Faiz Muhammad Khan

I’m analyzing large-scale biological networks to discover and characterize key regulatory mechanisms underlying complex diseases, such as cancer and inflammation.

In order to investigate complex diseases, interdisciplinary collaborations usually begin with the gathering information from literature and databases, summarizing components and their interactions relevant for the processes under consideration. The information gathered is mapped out in large-scale interaction maps, which serve as a knowledge-base and being machine readable are amenable to computational analysis. Studying a large-scale interaction map as a non-linear dynamical system is challenging due to the large number of components which make parameter estimation difficult and generating identifiability problems.

To address this problem, I recently developed an integrative workflow which combines network structure with high throughput and other biomedical data and dynamical theory to analyze large-scale networks for discovery and characterization of regulatory pathways (here we call it core-regulatory network) in complex disease. Using logic-based model, we successfully identified molecular signatures for tumor invasion in bladder and breast cancer which were validated through patient data and with in vitroby our experimental partner from Institute of Cancer Research Uni Rostock.

In another study, published in Cancer Research journal, we used kinetic modeling to understand the mechanism of chemoresistance mediated by transcription factor E2F1. Model explains the dynamics of regulatory pathway, mainly constituted by E2F1-p73/DNp73-miRNA205, in chemoresistance in melanoma cancer.

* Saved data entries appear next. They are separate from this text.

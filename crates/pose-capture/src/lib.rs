// Copyright (c) 2025 Dimitris Kafetzis
//
// Licensed under the MIT License.
// See LICENSE file in the project root for full license information.
//
// SPDX-License-Identifier: MIT

//! # pose-capture
//!
//! Turns a seed video into the fixed-length window of normalised poses the
//! predictor is primed with.
//!
//! ```text
//! VideoSource ─▶ FrameSampler ─▶ LandmarkExtractor ─▶ normalize ─▶ SeedBuilder
//!   (decode)      (stride)         (detect / miss)      (pose-core)   (first L)
//! ```
//!
//! - [`VideoSource`] / [`FrameSampler`] — lazy, decimated frame iteration.
//! - [`LandmarkExtractor`] — per-frame detection; a miss is `Ok(None)`.
//! - [`LandmarkTrack`] — a replayable JSON recording of detections.
//! - [`SeedBuilder`] — collects the first `seq_len` valid poses.
//!
//! # Features
//! - `opencv` — [`OpenCvVideo`] decodes video files.
//! - `onnx` — [`OnnxPoseExtractor`] runs a landmark model with ONNX Runtime.

mod error;
mod extractor;
mod sampler;
mod seed;
mod track;

#[cfg(feature = "onnx")]
mod onnx_extractor;
#[cfg(feature = "opencv")]
mod opencv_source;

pub use error::CaptureError;
pub use extractor::LandmarkExtractor;
pub use sampler::{
    stride_for, FrameSampler, InMemoryVideo, SampledFrame, VideoSource, DEFAULT_NATIVE_FPS,
};
pub use seed::{SeedBuilder, SeedReport, SeedSequence};
pub use track::{LandmarkTrack, TrackExtractor, TrackFrame};

#[cfg(feature = "onnx")]
pub use onnx_extractor::OnnxPoseExtractor;
#[cfg(feature = "opencv")]
pub use opencv_source::OpenCvVideo;

/// Names of the capture backends compiled into this build.
pub fn enabled_backends() -> Vec<&'static str> {
    let mut backends = vec!["landmark-track"];
    if cfg!(feature = "opencv") {
        backends.push("opencv");
    }
    if cfg!(feature = "onnx") {
        backends.push("onnx");
    }
    backends
}
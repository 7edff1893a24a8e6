// Copyright (c) 2025 Dimitris Kafetzis
//
// Licensed under the MIT License.
// See LICENSE file in the project root for full license information.
//
// SPDX-License-Identifier: MIT

//! Core tensor type and view abstractions.

use crate::{DType, Shape, TensorError};

/// An owned, n-dimensional `f32` tensor stored in contiguous memory.
///
/// `Tensor` is the primary data carrier between model stages. It owns its
/// buffer and exposes immutable views via [`TensorView`].
///
/// # Memory Layout
/// Data is stored in row-major (C) order as a `Vec<f32>`, so typed access
/// never needs reinterpretation of raw bytes.
#[derive(Debug, Clone, PartialEq)]
pub struct Tensor {
    shape: Shape,
    data: Vec<f32>,
}

impl Tensor {
    /// Creates a new tensor filled with zeros.
    ///
    /// # Examples
    /// ```
    /// use tensor_core::{Tensor, Shape};
    /// let t = Tensor::zeros(Shape::matrix(2, 3));
    /// assert_eq!(t.size_bytes(), 24); // 2 * 3 * 4 bytes
    /// ```
    pub fn zeros(shape: Shape) -> Self {
        let n = shape.num_elements();
        Self {
            shape,
            data: vec![0.0; n],
        }
    }

    /// Creates a tensor that takes ownership of `data`.
    ///
    /// Returns an error if `data.len()` does not match the shape.
    pub fn from_vec(shape: Shape, data: Vec<f32>) -> Result<Self, TensorError> {
        let expected = shape.num_elements();
        if data.len() != expected {
            return Err(TensorError::BufferSizeMismatch {
                expected,
                actual: data.len(),
            });
        }
        Ok(Self { shape, data })
    }

    /// Creates a tensor from a slice of `f32` values.
    ///
    /// # Examples
    /// ```
    /// use tensor_core::{Tensor, Shape};
    /// let t = Tensor::from_f32(Shape::vector(3), &[1.0, 2.0, 3.0]).unwrap();
    /// assert_eq!(t.as_slice(), &[1.0, 2.0, 3.0]);
    /// ```
    pub fn from_f32(shape: Shape, values: &[f32]) -> Result<Self, TensorError> {
        Self::from_vec(shape, values.to_vec())
    }

    /// Decodes little-endian bytes of the given dtype into an `f32` tensor.
    ///
    /// Only `F32` and `F64` payloads are accepted; `F64` is narrowed.
    pub fn from_le_bytes(shape: Shape, dtype: DType, bytes: &[u8]) -> Result<Self, TensorError> {
        let elem = dtype.size_bytes();
        if bytes.len() % elem != 0 {
            return Err(TensorError::MisalignedBytes {
                len: bytes.len(),
                elem_size: elem,
            });
        }
        let data: Vec<f32> = match dtype {
            DType::F32 => bytes
                .chunks_exact(4)
                .map(|c| f32::from_le_bytes([c[0], c[1], c[2], c[3]]))
                .collect(),
            DType::F64 => bytes
                .chunks_exact(8)
                .map(|c| {
                    let mut raw = [0u8; 8];
                    raw.copy_from_slice(c);
                    f64::from_le_bytes(raw) as f32
                })
                .collect(),
            other => {
                return Err(TensorError::UnsupportedDType {
                    op: "from_le_bytes",
                    dtype: other,
                })
            }
        };
        Self::from_vec(shape, data)
    }

    /// Encodes the tensor as little-endian `f32` bytes.
    pub fn to_le_bytes(&self) -> Vec<u8> {
        self.data.iter().flat_map(|x| x.to_le_bytes()).collect()
    }

    /// Returns the tensor's shape.
    pub fn shape(&self) -> &Shape {
        &self.shape
    }

    /// Returns an immutable view over this tensor's data.
    pub fn view(&self) -> TensorView<'_> {
        TensorView {
            shape: &self.shape,
            data: &self.data,
        }
    }

    /// Returns the memory footprint of this tensor in bytes.
    pub fn size_bytes(&self) -> usize {
        self.data.len() * DType::F32.size_bytes()
    }

    /// Returns the elements in row-major order.
    pub fn as_slice(&self) -> &[f32] {
        &self.data
    }

    /// Returns the elements mutably in row-major order.
    pub fn as_mut_slice(&mut self) -> &mut [f32] {
        &mut self.data
    }

    /// Consumes the tensor and returns its buffer.
    pub fn into_vec(self) -> Vec<f32> {
        self.data
    }

    /// Reinterprets the tensor with a new shape of equal element count.
    pub fn reshape(self, shape: Shape) -> Result<Self, TensorError> {
        if shape.num_elements() != self.data.len() {
            return Err(TensorError::ShapeMismatch {
                op: "reshape",
                lhs: self.shape,
                rhs: shape,
            });
        }
        Ok(Self {
            shape,
            data: self.data,
        })
    }

    /// Fills the tensor with a constant value.
    pub fn fill(&mut self, value: f32) {
        self.data.iter_mut().for_each(|x| *x = value);
    }

    /// Returns `true` if every element is finite.
    pub fn is_finite(&self) -> bool {
        self.data.iter().all(|x| x.is_finite())
    }
}

/// A borrowed, read-only view over a [`Tensor`]'s data.
///
/// Views are zero-copy and tied to the lifetime of the source tensor.
#[derive(Debug, Clone, Copy)]
pub struct TensorView<'a> {
    shape: &'a Shape,
    data: &'a [f32],
}

impl<'a> TensorView<'a> {
    /// Creates a view from raw parts.
    ///
    /// Returns an error if `data.len()` does not match the shape.
    pub fn from_parts(shape: &'a Shape, data: &'a [f32]) -> Result<Self, TensorError> {
        if shape.num_elements() != data.len() {
            return Err(TensorError::BufferSizeMismatch {
                expected: shape.num_elements(),
                actual: data.len(),
            });
        }
        Ok(Self { shape, data })
    }

    /// Returns the shape of the viewed tensor.
    pub fn shape(&self) -> &'a Shape {
        self.shape
    }

    /// Returns the viewed elements.
    pub fn as_slice(&self) -> &'a [f32] {
        self.data
    }
}

#[cfg(test)]
mod tests {
    use super::*;

    #[test]
    fn test_zeros() {
        let t = Tensor::zeros(Shape::matrix(2, 3));
        assert_eq!(t.size_bytes(), 24);
        assert_eq!(t.shape(), &Shape::matrix(2, 3));
        assert!(t.as_slice().iter().all(|&x| x == 0.0));
    }

    #[test]
    fn test_from_vec_size_mismatch() {
        let result = Tensor::from_vec(Shape::matrix(2, 3), vec![0.0; 5]);
        assert!(matches!(
            result,
            Err(TensorError::BufferSizeMismatch { expected: 6, actual: 5 })
        ));
    }

    #[test]
    fn test_le_bytes_roundtrip() {
        let t = Tensor::from_f32(Shape::vector(3), &[1.5, -2.0, 1e-7]).unwrap();
        let bytes = t.to_le_bytes();
        assert_eq!(bytes.len(), 12);
        let back = Tensor::from_le_bytes(Shape::vector(3), DType::F32, &bytes).unwrap();
        assert_eq!(back, t);
    }

    #[test]
    fn test_from_le_bytes_f64_narrows() {
        let bytes: Vec<u8> = [0.25f64, -4.0].iter().flat_map(|x| x.to_le_bytes()).collect();
        let t = Tensor::from_le_bytes(Shape::vector(2), DType::F64, &bytes).unwrap();
        assert_eq!(t.as_slice(), &[0.25, -4.0]);
    }

    #[test]
    fn test_from_le_bytes_rejects_half() {
        let result = Tensor::from_le_bytes(Shape::vector(2), DType::F16, &[0u8; 4]);
        assert!(matches!(result, Err(TensorError::UnsupportedDType { .. })));
    }

    #[test]
    fn test_from_le_bytes_misaligned() {
        let result = Tensor::from_le_bytes(Shape::vector(1), DType::F32, &[0u8; 5]);
        assert!(matches!(result, Err(TensorError::MisalignedBytes { .. })));
    }

    #[test]
    fn test_reshape() {
        let t = Tensor::from_f32(Shape::vector(6), &[1.0, 2.0, 3.0, 4.0, 5.0, 6.0]).unwrap();
        let r = t.reshape(Shape::matrix(2, 3)).unwrap();
        assert_eq!(r.shape(), &Shape::matrix(2, 3));
        assert!(r.reshape(Shape::matrix(4, 2)).is_err());
    }

    #[test]
    fn test_view_lifetime() {
        let t = Tensor::from_f32(Shape::vector(4), &[1.0, 2.0, 3.0, 4.0]).unwrap();
        let v = t.view();
        assert_eq!(v.shape(), &Shape::vector(4));
        assert_eq!(v.as_slice(), &[1.0, 2.0, 3.0, 4.0]);
    }

    #[test]
    fn test_fill_and_finite() {
        let mut t = Tensor::zeros(Shape::vector(5));
        t.fill(3.25);
        assert!(t.as_slice().iter().all(|&x| x == 3.25));
        assert!(t.is_finite());
        t.as_mut_slice()[2] = f32::NAN;
        assert!(!t.is_finite());
    }
}
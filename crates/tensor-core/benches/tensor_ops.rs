// Copyright (c) 2025 Dimitris Kafetzis
//
// Licensed under the MIT License.
// See LICENSE file in the project root for full license information.
//
// SPDX-License-Identifier: MIT

//! Benchmarks for tensor operations at pose-model sizes.

use criterion::{black_box, criterion_group, criterion_main, BenchmarkId, Criterion};
use tensor_core::{linear, pointwise_conv, temporal_conv, Kernel, Shape, Tensor};

const SEQ_LEN: usize = 32;
const JOINTS: usize = 33;

fn ramp(shape: Shape) -> Tensor {
    let n = shape.num_elements();
    let data = (0..n).map(|i| ((i % 97) as f32 - 48.0) * 0.01).collect();
    Tensor::from_vec(shape, data).unwrap()
}

fn bench_temporal_conv(c: &mut Criterion) {
    let mut group = c.benchmark_group("temporal_conv");
    for &(c_in, c_out) in &[(64usize, 64usize), (64, 128), (128, 256)] {
        let input = ramp(Shape::nctv(1, c_in, SEQ_LEN, JOINTS));
        let weight = ramp(Shape::conv(c_out, c_in, 3, 1));
        let bias = ramp(Shape::vector(c_out));
        let mut out = Tensor::zeros(Shape::nctv(1, c_out, SEQ_LEN, JOINTS));
        for kernel in [Kernel::Scalar, Kernel::Wide] {
            group.bench_with_input(
                BenchmarkId::new(kernel.as_str(), format!("{c_in}->{c_out}")),
                &kernel,
                |b, &k| {
                    b.iter(|| {
                        temporal_conv(&input.view(), &weight.view(), &bias.view(), &mut out, k)
                            .unwrap();
                        black_box(out.as_slice()[0]);
                    })
                },
            );
        }
    }
    group.finish();
}

fn bench_pointwise_conv(c: &mut Criterion) {
    let input = ramp(Shape::nctv(1, 128, SEQ_LEN, JOINTS));
    let weight = ramp(Shape::conv(128, 128, 1, 1));
    let bias = ramp(Shape::vector(128));
    let mut out = Tensor::zeros(Shape::nctv(1, 128, SEQ_LEN, JOINTS));
    c.bench_function("pointwise_conv_128", |b| {
        b.iter(|| {
            pointwise_conv(&input.view(), &weight.view(), &bias.view(), &mut out, Kernel::Wide)
                .unwrap();
            black_box(out.as_slice()[0]);
        })
    });
}

fn bench_linear(c: &mut Criterion) {
    let input = ramp(Shape::matrix(1, 256));
    let weight = ramp(Shape::matrix(99, 256));
    let bias = ramp(Shape::vector(99));
    let mut out = Tensor::zeros(Shape::matrix(1, 99));
    c.bench_function("linear_256x99", |b| {
        b.iter(|| {
            linear(&input.view(), &weight.view(), &bias.view(), &mut out, Kernel::Wide).unwrap();
            black_box(out.as_slice()[0]);
        })
    });
}

criterion_group!(benches, bench_temporal_conv, bench_pointwise_conv, bench_linear);
criterion_main!(benches);
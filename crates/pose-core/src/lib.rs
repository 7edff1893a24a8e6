// Copyright (c) 2025 Dimitris Kafetzis
//
// Licensed under the MIT License.
// See LICENSE file in the project root for full license information.
//
// SPDX-License-Identifier: MIT

//! # pose-core
//!
//! Pose data types shared by capture, generation and analysis.
//!
//! - [`JointTopology`] — named joint indices of a landmark source
//!   (MediaPipe Pose by default).
//! - [`RawLandmarks`] — one detected frame of 3D joint positions.
//! - [`normalize`] — hip-centred, torso-scaled [`PoseVector`]s.
//! - [`PoseWindow`] — the bounded ring buffer the generator slides.
//! - [`GeneratedSequence`] / [`GenerationResult`] — the append-only output
//!   and its persisted JSON form.
//!
//! # Flattening Convention
//! A pose vector is joint-major: `[j0.x, j0.y, j0.z, j1.x, …]`. Every
//! consumer (window tensors, model output, persisted results) keeps this
//! order so a vector can always be un-flattened back to `(joints, 3)`.

mod error;
mod landmarks;
mod normalize;
mod result;
mod sequence;
mod topology;
mod window;

pub use error::PoseError;
pub use landmarks::{Landmark, RawLandmarks};
pub use normalize::{normalize, normalize_opt, NormalizedPose, PoseVector, TORSO_EPSILON};
pub use result::GenerationResult;
pub use sequence::GeneratedSequence;
pub use topology::{JointTopology, MediaPipeJoint, COORDS_PER_JOINT};
pub use window::PoseWindow;
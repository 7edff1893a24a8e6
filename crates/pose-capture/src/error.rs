// Copyright (c) 2025 Dimitris Kafetzis
//
// Licensed under the MIT License.
// See LICENSE file in the project root for full license information.
//
// SPDX-License-Identifier: MIT

//! Error types for capture and seeding.

/// Errors raised while sampling frames or building a seed sequence.
///
/// A missed detection is not an error; extractors report it as `Ok(None)`.
#[derive(Debug, thiserror::Error)]
pub enum CaptureError {
    /// The video (or landmark track) could not be opened.
    #[error("video source '{source_name}' unavailable: {reason}")]
    SourceUnavailable { source_name: String, reason: String },

    /// A frame could not be decoded after the source was opened.
    #[error("failed to decode frame {index}: {reason}")]
    Decode { index: usize, reason: String },

    /// The requested processing rate is not a positive, finite number.
    #[error("invalid sampling rate {0} (must be > 0)")]
    InvalidSamplingRate(f64),

    /// The landmark detector failed to initialise or to run.
    #[error("landmark extractor unavailable: {0}")]
    ExtractorUnavailable(String),

    /// The whole video produced fewer valid poses than the model needs.
    #[error("insufficient seed data: found {found} valid poses, need {required}")]
    InsufficientSeedData { found: usize, required: usize },

    /// A landmark track file is malformed.
    #[error("invalid landmark track: {0}")]
    InvalidTrack(String),

    /// Seeding was cancelled before enough poses were collected.
    #[error("seed extraction cancelled")]
    Cancelled,

    /// A detection did not fit the joint topology.
    #[error(transparent)]
    Pose(#[from] pose_core::PoseError),
}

I’m also interested in developing strategies that combine different modeling formalisms to model large-scale, non-linear biological systems. Towards this I proposed hybrid modeling framework, published in BBA-protein and proteomics, which combines ODE-based modeling with logic-based modeling. Hybrid model provides good compromise between quantitative/qualitative accuracy and scalability when considering large networks.

Computational analysis helps to understand processes in diseases in a mechanistic way, ultimately provides the ability to manipulate and optimize processes towards treatment.